[The data]:

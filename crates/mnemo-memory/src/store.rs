//! SQLite record store: an ordered, subject-indexed log of memory entries.
//!
//! Entries are returned in insertion order (oldest first). Every write runs in
//! SQLite's autocommit mode, so it is durable by the time the call returns.

use crate::schema::{ensure_schema, validate_table_name};
use chrono::{DateTime, NaiveDateTime, SecondsFormat, SubsecRound, Utc};
use mnemo_types::config::DEFAULT_TABLE_NAME;
use mnemo_types::error::{MnemoError, MnemoResult};
use mnemo_types::memory::{MemoryEntry, SubjectCount};
use rusqlite::Connection;
use std::path::Path;
use std::sync::{Arc, Mutex, MutexGuard};
use std::time::Duration;
use tracing::{debug, info};

/// Location string SQLite treats as a private in-memory database.
const IN_MEMORY: &str = ":memory:";

/// How long a statement waits on a locked database file before failing.
const BUSY_TIMEOUT: Duration = Duration::from_secs(5);

/// Record store backed by a single SQLite table.
#[derive(Clone)]
pub struct RecordStore {
    conn: Arc<Mutex<Connection>>,
    table: String,
}

impl RecordStore {
    /// Open (or create) the store at `location`.
    ///
    /// The parent directory is created when missing. `table` defaults to
    /// `memories`.
    pub fn open(location: impl AsRef<Path>, table: Option<&str>) -> MnemoResult<Self> {
        let location = location.as_ref();
        let table = table.unwrap_or(DEFAULT_TABLE_NAME);
        validate_table_name(table)?;

        if location != Path::new(IN_MEMORY) {
            if let Some(parent) = location.parent().filter(|p| !p.as_os_str().is_empty()) {
                std::fs::create_dir_all(parent).map_err(|e| {
                    MnemoError::StoreUnavailable(format!(
                        "cannot create {}: {e}",
                        parent.display()
                    ))
                })?;
            }
        }

        let conn = Connection::open(location).map_err(|e| {
            MnemoError::StoreUnavailable(format!("cannot open {}: {e}", location.display()))
        })?;
        info!(path = %location.display(), table, "Opened memory store");
        Self::with_connection(conn, table)
    }

    /// Open a private in-memory store. Contents vanish when it is dropped.
    pub fn open_in_memory(table: Option<&str>) -> MnemoResult<Self> {
        let table = table.unwrap_or(DEFAULT_TABLE_NAME);
        let conn = Connection::open_in_memory()
            .map_err(|e| MnemoError::StoreUnavailable(e.to_string()))?;
        Self::with_connection(conn, table)
    }

    /// Wrap an already-open connection, creating the table if needed.
    pub fn with_connection(conn: Connection, table: &str) -> MnemoResult<Self> {
        conn.busy_timeout(BUSY_TIMEOUT)
            .map_err(|e| MnemoError::StoreUnavailable(e.to_string()))?;
        ensure_schema(&conn, table)?;
        Ok(Self {
            conn: Arc::new(Mutex::new(conn)),
            table: table.to_string(),
        })
    }

    fn lock(&self) -> MnemoResult<MutexGuard<'_, Connection>> {
        self.conn
            .lock()
            .map_err(|e| MnemoError::StoreUnavailable(e.to_string()))
    }

    /// Append an entry stamped with the current time.
    pub fn insert(&self, subject: &str, text: &str) -> MnemoResult<MemoryEntry> {
        self.insert_at(subject, text, Utc::now())
    }

    /// Append an entry with an explicit timestamp.
    ///
    /// Duplicates are allowed. Position is decided by insertion order, not by
    /// `timestamp`. The timestamp is kept to microseconds, both in storage and
    /// in the returned entry.
    pub fn insert_at(
        &self,
        subject: &str,
        text: &str,
        timestamp: DateTime<Utc>,
    ) -> MnemoResult<MemoryEntry> {
        let timestamp = timestamp.trunc_subsecs(6);
        let conn = self.lock()?;
        conn.execute(
            &format!(
                "INSERT INTO \"{}\" (ts, subject, memory) VALUES (?1, ?2, ?3)",
                self.table
            ),
            rusqlite::params![format_timestamp(&timestamp), subject, text],
        )
        .map_err(|e| MnemoError::StoreUnavailable(e.to_string()))?;
        debug!(subject, "Inserted memory entry");
        Ok(MemoryEntry::at(subject, text, timestamp))
    }

    /// Every distinct subject with its live entry count, sorted by subject.
    pub fn list_subjects(&self) -> MnemoResult<Vec<SubjectCount>> {
        let conn = self.lock()?;
        let mut stmt = conn
            .prepare(&format!(
                "SELECT subject, COUNT(*) FROM \"{}\" GROUP BY subject ORDER BY subject",
                self.table
            ))
            .map_err(|e| MnemoError::StoreUnavailable(e.to_string()))?;
        let rows = stmt
            .query_map([], |row| {
                Ok(SubjectCount {
                    subject: row.get(0)?,
                    count: row.get::<_, i64>(1)? as usize,
                })
            })
            .map_err(|e| MnemoError::StoreUnavailable(e.to_string()))?;
        let mut subjects = Vec::new();
        for row in rows {
            subjects.push(row.map_err(|e| MnemoError::StoreUnavailable(e.to_string()))?);
        }
        Ok(subjects)
    }

    /// All entries for `subject`, oldest first. Unknown subjects yield an empty list.
    pub fn entries_for(&self, subject: &str) -> MnemoResult<Vec<MemoryEntry>> {
        let conn = self.lock()?;
        let mut stmt = conn
            .prepare(&format!(
                "SELECT ts, subject, memory FROM \"{}\" WHERE subject = ?1 ORDER BY rowid",
                self.table
            ))
            .map_err(|e| MnemoError::StoreUnavailable(e.to_string()))?;
        let rows = stmt
            .query_map(rusqlite::params![subject], |row| {
                Ok((
                    row.get::<_, String>(0)?,
                    row.get::<_, String>(1)?,
                    row.get::<_, String>(2)?,
                ))
            })
            .map_err(|e| MnemoError::StoreUnavailable(e.to_string()))?;

        let mut entries = Vec::new();
        for row in rows {
            let (ts, subject, text) =
                row.map_err(|e| MnemoError::StoreUnavailable(e.to_string()))?;
            entries.push(MemoryEntry {
                timestamp: parse_timestamp(&ts)?,
                subject,
                text,
            });
        }
        Ok(entries)
    }

    /// Number of entries for `subject`.
    pub fn count(&self, subject: &str) -> MnemoResult<usize> {
        let conn = self.lock()?;
        conn.query_row(
            &format!("SELECT COUNT(*) FROM \"{}\" WHERE subject = ?1", self.table),
            rusqlite::params![subject],
            |row| row.get::<_, i64>(0),
        )
        .map(|n| n as usize)
        .map_err(|e| MnemoError::StoreUnavailable(e.to_string()))
    }

    /// Remove the entry at 1-based `ordinal`, counted from the oldest.
    pub fn delete_entry(&self, subject: &str, ordinal: usize) -> MnemoResult<()> {
        let offset = ordinal
            .checked_sub(1)
            .and_then(|o| i64::try_from(o).ok())
            .ok_or_else(|| {
                MnemoError::NotFound(format!("no entry {ordinal} for subject '{subject}'"))
            })?;

        let conn = self.lock()?;
        let removed = conn
            .execute(
                &format!(
                    "DELETE FROM \"{t}\" WHERE rowid = (
                        SELECT rowid FROM \"{t}\" WHERE subject = ?1 ORDER BY rowid LIMIT 1 OFFSET ?2
                    )",
                    t = self.table
                ),
                rusqlite::params![subject, offset],
            )
            .map_err(|e| MnemoError::StoreUnavailable(e.to_string()))?;

        if removed == 0 {
            return Err(MnemoError::NotFound(format!(
                "no entry {ordinal} for subject '{subject}'"
            )));
        }
        debug!(subject, ordinal, "Deleted memory entry");
        Ok(())
    }

    /// Remove every entry for `subject`. Returns how many were removed.
    pub fn delete_all(&self, subject: &str) -> MnemoResult<usize> {
        let conn = self.lock()?;
        let removed = conn
            .execute(
                &format!("DELETE FROM \"{}\" WHERE subject = ?1", self.table),
                rusqlite::params![subject],
            )
            .map_err(|e| MnemoError::StoreUnavailable(e.to_string()))?;
        debug!(subject, removed, "Deleted all memory entries");
        Ok(removed)
    }

    /// Release the connection.
    ///
    /// When other clones of this store are still alive the connection stays
    /// open until the last one is dropped.
    pub fn close(self) -> MnemoResult<()> {
        match Arc::try_unwrap(self.conn) {
            Ok(mutex) => {
                let conn = mutex
                    .into_inner()
                    .map_err(|e| MnemoError::StoreUnavailable(e.to_string()))?;
                conn.close()
                    .map_err(|(_, e)| MnemoError::StoreUnavailable(e.to_string()))?;
                debug!(table = %self.table, "Closed memory store");
                Ok(())
            }
            Err(_) => {
                debug!(table = %self.table, "Store still shared, leaving connection open");
                Ok(())
            }
        }
    }
}

/// RFC 3339 in UTC with microseconds; sorts lexically in time order.
fn format_timestamp(ts: &DateTime<Utc>) -> String {
    ts.to_rfc3339_opts(SecondsFormat::Micros, true)
}

/// Parse a stored timestamp. Accepts RFC 3339 and the legacy naive
/// `YYYY-MM-DD HH:MM:SS[.ffffff]` form, which is read as UTC.
fn parse_timestamp(raw: &str) -> MnemoResult<DateTime<Utc>> {
    if let Ok(dt) = DateTime::parse_from_rfc3339(raw) {
        return Ok(dt.with_timezone(&Utc));
    }
    NaiveDateTime::parse_from_str(raw, "%Y-%m-%d %H:%M:%S%.f")
        .map(|naive| naive.and_utc())
        .map_err(|e| MnemoError::StoreUnavailable(format!("malformed timestamp '{raw}': {e}")))
}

[Your goal]: Search the data for "database". Copy each line that has it.

[Exercise output]:
/// Location string SQLite treats as a private in-memory database.
/// How long a statement waits on a locked database file before failing.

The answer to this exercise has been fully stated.